NVidia® "Grace" 72 Core Processor Cache Micro-Benchmarks
The gory details of a recent ARM® architecture machine
Introduction
A few years ago I wrote a blog (here) showing the detailed cache properties of the AMD EPYC 7742 64-Core Processor. Since I now have access to the NVidia “Grace” CPU, it seemed worth writing a similar article about that, as it is also a core which will be used in large HPC computing deployments. I have access to this via the University of Bristol and the Isambard-AI project1. Note that at the time of doing these measurements, Isambard-AI is still in an early access phase, though I doubt that any changes will affect these measurements inside a single node!

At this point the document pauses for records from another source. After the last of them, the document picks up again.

//! Storefront API module
//!
//! Public routes plus the session-scoped wallet and purchase views. The
//! `/buy`, `/charge_balance`, and `/verify` responses keep the shapes the
//! storefront front-end already consumes.

mod handler;

use axum::{
    Router,
    routing::{get, post},
};

use crate::core::ServerState;

pub fn router() -> Router<ServerState> {
    Router::new()
        .route("/", get(handler::storefront))
        .route("/wallet", get(handler::wallet))
        .route("/my_purchases", get(handler::my_purchases))
        .route("/buy", post(handler::buy))
        .route("/charge_balance", post(handler::charge_balance))
        .route("/verify", post(handler::verify))
        .route("/get_balance", get(handler::get_balance))
        .route("/get_orders", get(handler::get_orders))
}
//! Bot command dispatch over the webhook: conversation interruption and
//! the /cancel acknowledgement.

mod common;

use tower::ServiceExt;

use common::{OWNER, post_json, test_state, webhook_message};
use souq_server::api;

#[tokio::test]
async fn cancel_during_a_wizard_acknowledges_and_stops_it() {
    let (state, channel) = test_state().await;
    let app = api::build_app(&state);

    let response = app
        .clone()
        .oneshot(post_json("/webhook", webhook_message(OWNER, "/add_product")))
        .await
        .expect("response");
    assert_eq!(response.status(), 200);

    let response = app
        .clone()
        .oneshot(post_json("/webhook", webhook_message(OWNER, "/cancel")))
        .await
        .expect("response");
    assert_eq!(response.status(), 200);
    let replies = channel.sent_to(OWNER);
    assert!(replies.iter().any(|m| m.text.contains("Cancelled.")));

    // The wizard is dead: plain text no longer advances it.
    let response = app
        .oneshot(post_json("/webhook", webhook_message(OWNER, "steam key")))
        .await
        .expect("response");
    assert_eq!(response.status(), 200);
    let replies = channel.sent_to(OWNER);
    assert!(replies.iter().all(|m| !m.text.contains("Price?")));
}

#[tokio::test]
async fn cancel_with_nothing_in_flight_says_so() {
    let (state, channel) = test_state().await;
    let app = api::build_app(&state);

    let response = app
        .oneshot(post_json("/webhook", webhook_message(OWNER, "/cancel")))
        .await
        .expect("response");
    assert_eq!(response.status(), 200);
    let replies = channel.sent_to(OWNER);
    assert!(replies.iter().any(|m| m.text.contains("Nothing to cancel.")));
    assert!(replies.iter().all(|m| !m.text.contains("Cancelled.")));
}
//! API route module
//!
//! # Structure
//!
//! - [`storefront`] - public listing, purchase, top-up, session verification
//! - [`admin`] - password-gated CRUD and dashboard under `/api/admin`
//! - [`webhook`] - inbound bot updates
//! - [`health`] - liveness
//! - [`session`] - cookie sessions (extractor + sliding refresh)
//! - [`convert`] - record to wire-model conversion

pub mod convert;

pub mod admin;
pub mod health;
pub mod session;
pub mod storefront;
pub mod webhook;

use axum::Router;
use axum::http::{HeaderName, HeaderValue};
use axum::middleware as axum_middleware;
use tower_http::compression::CompressionLayer;
use tower_http::cors::CorsLayer;
use tower_http::request_id::{
    MakeRequestId, PropagateRequestIdLayer, RequestId, SetRequestIdLayer,
};
use tower_http::trace::TraceLayer;
use uuid::Uuid;

use crate::core::ServerState;

/// Custom request ID generator
#[derive(Clone)]
struct XRequestId;

impl MakeRequestId for XRequestId {
    fn make_request_id<B>(&mut self, _request: &axum::http::Request<B>) -> Option<RequestId> {
        let id = Uuid::new_v4().to_string();
        HeaderValue::from_str(&id).ok().map(RequestId::new)
    }
}

/// Build a router with all routes registered (no middleware).
pub fn build_router() -> Router<ServerState> {
    Router::new()
        .merge(storefront::router())
        .merge(admin::router())
        .merge(webhook::router())
        .merge(health::router())
}

/// Build the fully configured application with middleware and state.
pub fn build_app(state: &ServerState) -> Router {
    build_router()
        // CORS - the storefront front-end may be served from elsewhere
        .layer(CorsLayer::permissive())
        // Gzip compress responses
        .layer(CompressionLayer::new())
        // Request tracing
        .layer(TraceLayer::new_for_http())
        // Unique id per request, propagated to the response
        .layer(SetRequestIdLayer::new(
            HeaderName::from_static("x-request-id"),
            XRequestId,
        ))
        .layer(PropagateRequestIdLayer::new(HeaderName::from_static(
            "x-request-id",
        )))
        // Sliding session renewal
        .layer(axum_middleware::from_fn_with_state(
            state.clone(),
            session::sliding_refresh,
        ))
        .with_state(state.clone())
}
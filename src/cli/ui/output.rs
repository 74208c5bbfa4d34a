use console::style;

/// Glyph-prefixed console lines for user-facing command output.
pub struct Output {
    quiet: bool,
}

impl Output {
    pub fn new() -> Self {
        Self { quiet: false }
    }

    /// Suppress everything except errors
    pub fn quiet(quiet: bool) -> Self {
        Self { quiet }
    }

    pub fn success(&self, message: &str) {
        if !self.quiet {
            println!("{} {}", style("✓").green(), message);
        }
    }

    pub fn error(&self, message: &str) {
        eprintln!("{} {}", style("✗").red(), message);
    }

    pub fn warning(&self, message: &str) {
        if !self.quiet {
            println!("{} {}", style("⚠").yellow(), message);
        }
    }

    pub fn info(&self, message: &str) {
        if !self.quiet {
            println!("{} {}", style("ℹ").blue(), message);
        }
    }

    pub fn header(&self, message: &str) {
        if !self.quiet {
            println!("\n{}", style(message).bold().underlined());
        }
    }

    pub fn section(&self, message: &str) {
        if !self.quiet {
            println!("\n{}", style(message).bold());
            println!("{}", "─".repeat(40));
        }
    }

    /// Indented `label: value` line
    pub fn field(&self, label: &str, value: impl std::fmt::Display) {
        if !self.quiet {
            println!("  {:<14} {}", format!("{}:", label), value);
        }
    }
}

impl Default for Output {
    fn default() -> Self {
        Self::new()
    }
}
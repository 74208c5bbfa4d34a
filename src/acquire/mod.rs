//! Source Acquisition
//!
//! Produces a walkable directory tree from an uploaded archive, a remote
//! repository, or an existing local directory. Acquisition is atomic: it
//! either hands back a complete tree or fails with
//! [`AutodocError::Acquisition`](crate::types::AutodocError::Acquisition),
//! leaving nothing behind.

pub mod archive;
pub mod repository;

pub use archive::extract_archive;
pub use repository::{clone_repository, validate_repository_url};

use std::path::{Path, PathBuf};
use tempfile::TempDir;

use crate::types::{AutodocError, Result};

/// A directory of source files, possibly owning a temporary checkout.
///
/// Temporary trees are deleted when the value is dropped.
#[derive(Debug)]
pub struct SourceTree {
    root: PathBuf,
    _temp: Option<TempDir>,
}

impl SourceTree {
    /// Wrap an existing directory without taking ownership of it.
    pub fn local(path: impl AsRef<Path>) -> Result<Self> {
        let root = path.as_ref().to_path_buf();
        if !root.is_dir() {
            return Err(AutodocError::Acquisition(format!(
                "Not a directory: {}",
                root.display()
            )));
        }
        Ok(Self { root, _temp: None })
    }

    pub(crate) fn temporary(temp: TempDir) -> Self {
        Self {
            root: temp.path().to_path_buf(),
            _temp: Some(temp),
        }
    }

    pub fn root(&self) -> &Path {
        &self.root
    }

    pub fn is_temporary(&self) -> bool {
        self._temp.is_some()
    }
}

pub(crate) fn scratch_dir(prefix: &str) -> Result<TempDir> {
    tempfile::Builder::new()
        .prefix(prefix)
        .tempdir()
        .map_err(|e| AutodocError::Acquisition(format!("Failed to create temp directory: {}", e)))
}

#[cfg(test)]
mod tests {
    use super::*;

    #[test]
    fn test_local_tree_is_not_owned() {
        let dir = TempDir::new().unwrap();
        let tree = SourceTree::local(dir.path()).unwrap();
        assert!(!tree.is_temporary());
        drop(tree);
        assert!(dir.path().exists());
    }

    #[test]
    fn test_local_tree_requires_directory() {
        let dir = TempDir::new().unwrap();
        let file = dir.path().join("a.py");
        std::fs::write(&file, "x = 1").unwrap();
        assert!(matches!(
            SourceTree::local(&file),
            Err(AutodocError::Acquisition(_))
        ));
    }

    #[test]
    fn test_temporary_tree_removed_on_drop() {
        let tree = SourceTree::temporary(scratch_dir("autodocs-test-").unwrap());
        let root = tree.root().to_path_buf();
        assert!(tree.is_temporary());
        assert!(root.exists());
        drop(tree);
        assert!(!root.exists());
    }
}
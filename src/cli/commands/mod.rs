pub mod config;
pub mod export;
pub mod generate;
pub mod languages;
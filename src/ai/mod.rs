//! AI Integration Layer
//!
//! LLM providers and the helpers that bound their calls.

pub mod provider;
pub mod timeout;

pub use provider::{
    ErrorCategory, ErrorClassifier, LlmError, LlmProvider, LlmResponse, OllamaProvider,
    OpenAiProvider, ProviderConfig, ResponseMetadata, ResponseTiming, RetryingProvider,
    SharedProvider, TokenUsage, create_provider, retry_budget,
};
pub use timeout::with_timeout;
use tree_sitter::{Query, QueryCursor, StreamingIterator};

use super::{Extractor, Strategy};
use crate::types::source::{CLASSES, FUNCTIONS};
use crate::types::{AutodocError, Categories, Result, SourceUnit, StructuralSummary};

/// Every `def`/`async def` (module level, methods, nested) and every `class`.
const DEFINITIONS_QUERY: &str = r#"
    (function_definition
        name: (identifier) @function
    )
    (class_definition
        name: (identifier) @class
    )
"#;

/// Python 2 statement forms the grammar still accepts.
const LEGACY_STATEMENTS: &[&str] = &["print_statement", "exec_statement"];

/// Exact extractor backed by the tree-sitter Python grammar.
pub struct PythonExtractor {
    language: tree_sitter::Language,
    query: Query,
}

impl PythonExtractor {
    pub fn new() -> Result<Self> {
        let language: tree_sitter::Language = tree_sitter_python::LANGUAGE.into();
        let query = Query::new(&language, DEFINITIONS_QUERY).map_err(|e| AutodocError::Parse {
            message: format!("Invalid Python definitions query: {}", e),
            path: String::new(),
        })?;
        Ok(Self { language, query })
    }

    fn create_parser(&self, path: &str) -> Result<tree_sitter::Parser> {
        let mut parser = tree_sitter::Parser::new();
        parser
            .set_language(&self.language)
            .map_err(|e| AutodocError::parse(path, format!("Failed to set Python language: {}", e)))?;
        Ok(parser)
    }

    /// Collect definition names, rejecting sources with syntax errors.
    pub fn extract(&self, path: &str, content: &str) -> Result<Categories> {
        let mut parser = self.create_parser(path)?;
        let tree = parser
            .parse(content, None)
            .ok_or_else(|| AutodocError::parse(path, "Failed to parse Python file"))?;

        let root = tree.root_node();
        if root.has_error() {
            return Err(AutodocError::parse(path, "Python source contains syntax errors"));
        }
        if has_legacy_statement(root) {
            return Err(AutodocError::parse(path, "Python 2 syntax is not supported"));
        }

        let mut categories = Categories::new();
        let capture_names = self.query.capture_names();
        let mut cursor = QueryCursor::new();
        let mut matches = cursor.matches(&self.query, root, content.as_bytes());

        while let Some(m) = matches.next() {
            for cap in m.captures.iter() {
                let Ok(name) = cap.node.utf8_text(content.as_bytes()) else {
                    continue;
                };
                match capture_names[cap.index as usize] {
                    "function" => categories.insert(FUNCTIONS, name),
                    "class" => categories.insert(CLASSES, name),
                    _ => {}
                }
            }
        }

        Ok(categories)
    }
}

fn has_legacy_statement(root: tree_sitter::Node) -> bool {
    let mut cursor = root.walk();
    loop {
        if LEGACY_STATEMENTS.contains(&cursor.node().kind()) {
            return true;
        }
        if cursor.goto_first_child() || cursor.goto_next_sibling() {
            continue;
        }
        loop {
            if !cursor.goto_parent() {
                return false;
            }
            if cursor.goto_next_sibling() {
                break;
            }
        }
    }
}

impl Extractor for PythonExtractor {
    fn summarize(&self, unit: &SourceUnit) -> Result<StructuralSummary> {
        let categories = self.extract(&unit.path, &unit.content)?;
        Ok(StructuralSummary::new(unit, categories))
    }

    fn strategy(&self) -> Strategy {
        Strategy::Exact
    }
}

#[cfg(test)]
mod tests {
    use super::*;
    use std::collections::BTreeSet;

    fn names(set: &BTreeSet<String>) -> Vec<&str> {
        set.iter().map(String::as_str).collect()
    }

    #[test]
    fn test_top_level_and_nested_definitions() {
        let source = r#"
import os

def top_level(a, b=1):
    def inner():
        return a
    return inner

class Outer(Base):
    class Inner:
        def method(self):
            pass

    @staticmethod
    def decorated():
        pass

    async def fetch(self):
        return await os.getenv("X")

@dataclass
class Point:
    x: int
"#;
        let extractor = PythonExtractor::new().unwrap();
        let categories = extractor.extract("mod.py", source).unwrap();

        assert_eq!(
            names(&categories.functions),
            vec!["decorated", "fetch", "inner", "method", "top_level"]
        );
        assert_eq!(names(&categories.classes), vec!["Inner", "Outer", "Point"]);
        assert!(categories.extras.is_empty());
    }

    #[test]
    fn test_no_false_positives_from_calls_or_strings() {
        let source = r#"
result = compute(1, 2)
text = "def fake(): pass"
# class Commented:
handler = lambda x: x
if ready():
    run()
"#;
        let extractor = PythonExtractor::new().unwrap();
        let categories = extractor.extract("script.py", source).unwrap();

        assert!(categories.functions.is_empty());
        assert!(categories.classes.is_empty());
    }

    #[test]
    fn test_duplicate_names_collapse() {
        let source = "class A:\n    def run(self): pass\n\nclass B:\n    def run(self): pass\n";
        let extractor = PythonExtractor::new().unwrap();
        let categories = extractor.extract("dup.py", source).unwrap();

        assert_eq!(names(&categories.functions), vec!["run"]);
        assert_eq!(names(&categories.classes), vec!["A", "B"]);
    }

    #[test]
    fn test_empty_source_is_not_an_error() {
        let extractor = PythonExtractor::new().unwrap();
        let categories = extractor.extract("empty.py", "").unwrap();
        assert!(categories.functions.is_empty());
        assert!(categories.classes.is_empty());
    }

    #[test]
    fn test_syntax_error_is_rejected() {
        let extractor = PythonExtractor::new().unwrap();
        let result = extractor.extract("bad.py", "class Broken(:\n    def\n");
        assert!(matches!(result, Err(AutodocError::Parse { .. })));
    }

    #[test]
    fn test_python2_statements_are_rejected() {
        let extractor = PythonExtractor::new().unwrap();
        for source in ["print \"x\"\ndef z(): pass\n", "exec \"x = 1\"\ndef z(): pass\n"] {
            let result = extractor.extract("legacy.py", source);
            assert!(matches!(result, Err(AutodocError::Parse { .. })), "{}", source);
        }
    }

    #[test]
    fn test_print_call_is_accepted() {
        let extractor = PythonExtractor::new().unwrap();
        let categories = extractor
            .extract("modern.py", "print(\"x\")\ndef z():\n    pass\n")
            .unwrap();
        assert_eq!(names(&categories.functions), vec!["z"]);
    }
}
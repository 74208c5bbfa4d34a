//! OpenAI-compatible Chat Completions Provider
//!
//! Works against any `/chat/completions` endpoint. Defaults to OpenRouter.

use async_trait::async_trait;
use secrecy::{ExposeSecret, SecretString};
use serde::{Deserialize, Serialize};
use std::time::{Duration, Instant};
use tracing::debug;

use super::{
    ErrorCategory, ErrorClassifier, LlmError, LlmProvider, LlmResponse, ProviderConfig,
    ResponseMetadata, ResponseTiming, TokenUsage,
};
use crate::constants::llm as llm_constants;
use crate::types::{AutodocError, Result};

const PROVIDER_NAME: &str = "openai";

/// Environment variables consulted for the API key, in order.
const API_KEY_VARS: &[&str] = &["OPENROUTER_API_KEY", "OPENAI_API_KEY"];

/// OpenAI-compatible provider with secure API key handling
pub struct OpenAiProvider {
    /// API key stored securely - never exposed in logs or debug output
    api_key: SecretString,
    api_base: String,
    model: String,
    temperature: f32,
    max_tokens: usize,
    client: reqwest::Client,
}

impl std::fmt::Debug for OpenAiProvider {
    fn fmt(&self, f: &mut std::fmt::Formatter<'_>) -> std::fmt::Result {
        f.debug_struct("OpenAiProvider")
            .field("api_key", &"[REDACTED]")
            .field("api_base", &self.api_base)
            .field("model", &self.model)
            .field("temperature", &self.temperature)
            .field("max_tokens", &self.max_tokens)
            .finish()
    }
}

impl OpenAiProvider {
    pub fn new(config: ProviderConfig) -> Result<Self> {
        let api_key_str = config
            .api_key
            .filter(|k| !k.trim().is_empty())
            .or_else(|| {
                API_KEY_VARS
                    .iter()
                    .find_map(|var| std::env::var(var).ok().filter(|k| !k.trim().is_empty()))
            })
            .ok_or_else(|| {
                AutodocError::Config(format!(
                    "API key not found. Set {} or provide llm.api_key in config",
                    API_KEY_VARS.join(" or ")
                ))
            })?;

        let api_base = config
            .api_base
            .unwrap_or_else(|| llm_constants::DEFAULT_API_BASE.to_string())
            .trim_end_matches('/')
            .to_string();

        let model = config
            .model
            .unwrap_or_else(|| llm_constants::DEFAULT_MODEL.to_string());

        let client = reqwest::Client::builder()
            .timeout(Duration::from_secs(config.timeout_secs))
            .build()
            .map_err(|e| AutodocError::LlmApi(format!("Failed to create HTTP client: {}", e)))?;

        Ok(Self {
            api_key: SecretString::from(api_key_str),
            api_base,
            model,
            temperature: config.temperature,
            max_tokens: config.max_tokens,
            client,
        })
    }

    fn build_request(&self, prompt: &str) -> ChatCompletionRequest {
        ChatCompletionRequest {
            model: self.model.clone(),
            messages: vec![ChatMessage {
                role: "user".to_string(),
                content: prompt.to_string(),
            }],
            temperature: self.temperature,
            max_tokens: Some(self.max_tokens),
        }
    }
}

#[async_trait]
impl LlmProvider for OpenAiProvider {
    async fn generate(&self, prompt: &str) -> Result<LlmResponse> {
        debug!(
            "Generating with {} (model: {}, temperature: {})",
            self.api_base, self.model, self.temperature
        );

        let start_time = Instant::now();
        let request = self.build_request(prompt);
        let url = format!("{}/chat/completions", self.api_base);

        let response = self
            .client
            .post(&url)
            .header(
                "Authorization",
                format!("Bearer {}", self.api_key.expose_secret()),
            )
            .header("Content-Type", "application/json")
            .json(&request)
            .send()
            .await
            .map_err(|e| ErrorClassifier::classify_transport(&e, PROVIDER_NAME))?;

        let elapsed = start_time.elapsed();

        if !response.status().is_success() {
            let status = response.status();
            let body = response.text().await.unwrap_or_default();
            return Err(ErrorClassifier::classify_http_status(
                status.as_u16(),
                &format!("API error ({}): {}", status, body),
                PROVIDER_NAME,
            )
            .into());
        }

        let response_body: ChatCompletionResponse = response
            .json()
            .await
            .map_err(|e| ErrorClassifier::classify_transport(&e, PROVIDER_NAME))?;

        let usage = response_body
            .usage
            .map(|u| TokenUsage::from_openai(u.prompt_tokens, u.completion_tokens))
            .unwrap_or_default();

        let content = response_body
            .choices
            .into_iter()
            .next()
            .and_then(|c| c.message.content)
            .map(|c| c.trim().to_string())
            .filter(|c| !c.is_empty())
            .ok_or_else(|| {
                LlmError::with_provider(
                    ErrorCategory::ParseError,
                    "No content in completion response",
                    PROVIDER_NAME,
                )
            })?;

        Ok(LlmResponse::with_metrics(
            content,
            usage,
            ResponseTiming::from_duration(elapsed),
            ResponseMetadata {
                model: self.model.clone(),
                provider: PROVIDER_NAME.to_string(),
            },
        ))
    }

    fn name(&self) -> &str {
        PROVIDER_NAME
    }

    fn model(&self) -> &str {
        &self.model
    }
}

// Request/Response types

#[derive(Debug, Serialize)]
struct ChatCompletionRequest {
    model: String,
    messages: Vec<ChatMessage>,
    temperature: f32,
    #[serde(skip_serializing_if = "Option::is_none")]
    max_tokens: Option<usize>,
}

#[derive(Debug, Serialize)]
struct ChatMessage {
    role: String,
    content: String,
}

#[derive(Debug, Deserialize)]
struct ChatCompletionResponse {
    choices: Vec<Choice>,
    usage: Option<UsageInfo>,
}

#[derive(Debug, Deserialize)]
struct Choice {
    message: ResponseMessage,
}

#[derive(Debug, Deserialize)]
struct ResponseMessage {
    content: Option<String>,
}

#[derive(Debug, Deserialize)]
struct UsageInfo {
    prompt_tokens: u32,
    completion_tokens: u32,
}
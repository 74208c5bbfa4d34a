//! Retry wrapper for any [`LlmProvider`].

use async_trait::async_trait;
use backon::{ExponentialBuilder, Retryable};
use std::time::Duration;
use tracing::warn;

use super::{LlmProvider, LlmResponse, SharedProvider};
use crate::ai::timeout::with_timeout;
use crate::types::{AutodocError, Result};

const MIN_DELAY: Duration = Duration::from_millis(500);
const MAX_DELAY: Duration = Duration::from_secs(30);

/// Upper bound on one retried call: every attempt timing out plus the
/// longest jittered backoff between attempts.
pub fn retry_budget(attempt_timeout: Duration, max_retries: usize) -> Duration {
    let retries = u32::try_from(max_retries).unwrap_or(u32::MAX);
    attempt_timeout
        .saturating_mul(retries.saturating_add(1))
        .saturating_add(MAX_DELAY.saturating_mul(2).saturating_mul(retries))
}

/// Retries retryable failures (rate limits, network, transient 5xx, timeouts)
/// with jittered exponential backoff. Everything else surfaces immediately.
///
/// The attempt timeout bounds each attempt separately, so a hung attempt
/// becomes a retryable [`AutodocError::Timeout`].
pub struct RetryingProvider {
    inner: SharedProvider,
    max_retries: usize,
    min_delay: Duration,
    max_delay: Duration,
    attempt_timeout: Option<Duration>,
}

impl RetryingProvider {
    pub fn new(inner: SharedProvider, max_retries: usize) -> Self {
        Self::with_delays(inner, max_retries, MIN_DELAY, MAX_DELAY)
    }

    pub fn with_delays(
        inner: SharedProvider,
        max_retries: usize,
        min_delay: Duration,
        max_delay: Duration,
    ) -> Self {
        Self {
            inner,
            max_retries,
            min_delay,
            max_delay,
            attempt_timeout: None,
        }
    }

    pub fn with_attempt_timeout(mut self, timeout: Duration) -> Self {
        self.attempt_timeout = Some(timeout);
        self
    }

    async fn attempt(&self, prompt: &str) -> Result<LlmResponse> {
        match self.attempt_timeout {
            Some(timeout) => with_timeout(timeout, self.inner.generate(prompt), "LLM request").await,
            None => self.inner.generate(prompt).await,
        }
    }

    fn backoff(&self) -> ExponentialBuilder {
        ExponentialBuilder::default()
            .with_min_delay(self.min_delay)
            .with_max_delay(self.max_delay)
            .with_max_times(self.max_retries)
            .with_jitter()
    }
}

#[async_trait]
impl LlmProvider for RetryingProvider {
    async fn generate(&self, prompt: &str) -> Result<LlmResponse> {
        (|| self.attempt(prompt))
            .retry(self.backoff())
            .when(AutodocError::is_retryable)
            .notify(|err: &AutodocError, dur: Duration| {
                warn!("{} failed, retrying in {:?}: {}", self.inner.name(), dur, err);
            })
            .await
    }

    fn name(&self) -> &str {
        self.inner.name()
    }

    fn model(&self) -> &str {
        self.inner.model()
    }
}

Although much of the hype surrounding these machines is about the close coupling of the Nvidia “Hopper” GPUs with the “Grace” CPUs, I am only going to discuss the behaviour of the CPU side of the machine, since that is interesting in its own right.
Background
This article will closely parallel the one on the AMD EPYC 7742, using the same benchmarks and the same data-processing flow to generate the graphs. Therefore, if you want to find the code, or scripts, you should consult that article (“AMD® EPYC 7742 64-Core Processor Cache Micro-Benchmarks”). You should also consult that article if you want to do comparison between the two machines. I am not going to make any comparisons here, interesting though they may be!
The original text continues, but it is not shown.